Early surgery was recommended for most hip fractures due to its association with better functional outcomes, shorter hospital stays, less pain, lower nonunion rates, and fewer postoperative complications23. Current guidelines24,25 indicated that surgery for hip fracture should be performed within 24–48 h of hospital admission. With the implementation of the early surgical quality indicator at our institution, surgery is now possible within 48 h of admission for the majority of patients. The average delay in surgery after admission was 39.7 ± 15.1 h (unpublished data). Therefore, the observation period for analgesic efficacy in this study protocol was 24 h. Participation in the trial did not affect the scheduling of patients’ surgical operations. We supported patients who had completed adequate preoperative preparation to undergo surgery at the earliest opportunity. Patients who underwent surgery within 24 h of receiving supra-inguinal FICB regional analgesia were excluded to avoid interruption of follow-up.
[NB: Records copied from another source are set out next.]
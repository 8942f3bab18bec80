#![allow(non_snake_case)]

use super::*;
use crate::algebra::{CscMatrix, SymMatrixVectorMultiply};

/// Product with a sparse symmetric matrix held by reference.
///
/// The matrix must hold the upper triangle only.
#[derive(Debug, Clone, Copy)]
pub struct SparseSymMatProd<'a, T> {
    mat: &'a CscMatrix<T>,
}

impl<'a, T> SparseSymMatProd<'a, T>
where
    T: FloatT,
{
    pub fn new(mat: &'a CscMatrix<T>) -> Result<Self, OperatorError> {
        mat.check_symmetric_triu()?;
        Ok(Self { mat })
    }
}

impl<'a, T> MatProd<T> for SparseSymMatProd<'a, T>
where
    T: FloatT,
{
    fn dim(&self) -> usize {
        self.mat.n
    }

    fn apply(&self, x: &[T], y: &mut [T]) -> Result<(), OperatorError> {
        check_operand_dims(self.mat.n, x, y)?;
        self.mat.symv(y, x, T::one(), T::zero());
        Ok(())
    }
}

impl<'a, T> LinearOperator<T> for SparseSymMatProd<'a, T>
where
    T: FloatT,
{
    fn dim(&self) -> usize {
        MatProd::dim(self)
    }

    fn apply(&mut self, x: &[T], y: &mut [T]) -> Result<(), OperatorError> {
        MatProd::apply(self, x, y)
    }
}

#[test]
fn test_sparse_matprod() {
    let M = CscMatrix::tridiagonal_triu(&[2., 2., 2.], &[-1., -1.]);
    let op = SparseSymMatProd::new(&M).unwrap();
    let mut y = vec![0.; 3];
    MatProd::apply(&op, &[1., 2., 3.], &mut y).unwrap();
    assert_eq!(y, vec![0., 0., 4.]);

    // full (not triangular) storage is rejected
    let F = CscMatrix::new(2, 2, vec![0, 2, 4], vec![0, 1, 0, 1], vec![1., 2., 2., 1.]);
    assert_eq!(
        SparseSymMatProd::new(&F).err(),
        Some(OperatorError::Format(
            crate::algebra::SparseFormatError::NotUpperTriangular
        ))
    );
}
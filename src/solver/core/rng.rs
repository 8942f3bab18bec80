use crate::algebra::FloatT;

// 64 bit LCG with Knuth's MMIX constants.  Reproducible start
// vectors only, no statistical quality is needed.
#[derive(Debug, Clone)]
pub(crate) struct LcgRng(u64);

impl LcgRng {
    pub(crate) fn new(seed: u64) -> Self {
        Self(seed.wrapping_add(1))
    }

    fn next_u64(&mut self) -> u64 {
        self.0 = self
            .0
            .wrapping_mul(6_364_136_223_846_793_005)
            .wrapping_add(1_442_695_040_888_963_407);
        self.0
    }

    /// uniform on [-0.5, 0.5)
    pub(crate) fn centered<T: FloatT>(&mut self) -> T {
        let u = (self.next_u64() >> 11) as f64 / (1u64 << 53) as f64;
        T::from_f64(u - 0.5).unwrap_or_else(T::zero)
    }

    pub(crate) fn fill<T: FloatT>(&mut self, v: &mut [T]) {
        v.iter_mut().for_each(|x| *x = self.centered());
    }
}

#[test]
fn test_lcg_reproducible() {
    let mut a = LcgRng::new(42);
    let mut b = LcgRng::new(42);
    let mut c = LcgRng::new(43);

    let mut va = vec![0.0f64; 16];
    let mut vb = vec![0.0f64; 16];
    let mut vc = vec![0.0f64; 16];
    a.fill(&mut va);
    b.fill(&mut vb);
    c.fill(&mut vc);

    assert_eq!(va, vb);
    assert_ne!(va, vc);
    assert!(va.iter().all(|&x| (-0.5..0.5).contains(&x)));
}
This study has several limitations. Firstly, this study was conducted at a single center. Compared with other populations (e.g., from the United States and Europe), the participants in this study had a smaller physical stature, with a mean height and body mass index (BMI) of 156.5 cm and 21.9 kg·m−2, respectively. The study findings may not be generalizable to other populations, as they only reflect the EC50 of ropivacaine in this specific population. Therefore, it is necessary to conduct further studies in populations with higher height and BMI. Secondly, for ethical reasons, we chose UDM for EC50 calculations to minimize the number of patients with analgesic failure. Although UDM had the advantage of simplicity and low sample size requirements26, it was less reliable for calculating small or large percentiles (e.g., EC95) in small sample size studies. Therefore, the determination of the EC95 in this study, which has a limited sample size, may not be accurate. In contrast, the biased-coin design sequential allocation method26, an improvement and upgrade of UDM, allows for the direct study of effective concentrations in any quartile. This enables accurate extrapolation of high quartile (e.g., EC95) effect concentrations of ropivacaine from the median points. Thirdly, our investigation only considered the EC50 of a fixed volume of 30 mL ropivacaine, limiting the generalizability of our findings. Future studies should explore the EC50 by varying the volume of local anesthetic.

Conclusions

A single 30-mL dose of ropivacaine provided effective preoperative analgesia via ultrasound-guided supra-inguinal FICB in elderly patients with hip fracture. The EC50 (95% CI) for preoperative analgesia lasting at least 24 h was 0.248% (0.233–0.262%). These data can guide the selection of ropivacaine concentration for preoperative analgesia. Further research is necessary to evaluate and refine preoperative analgesia strategies for hip fractures.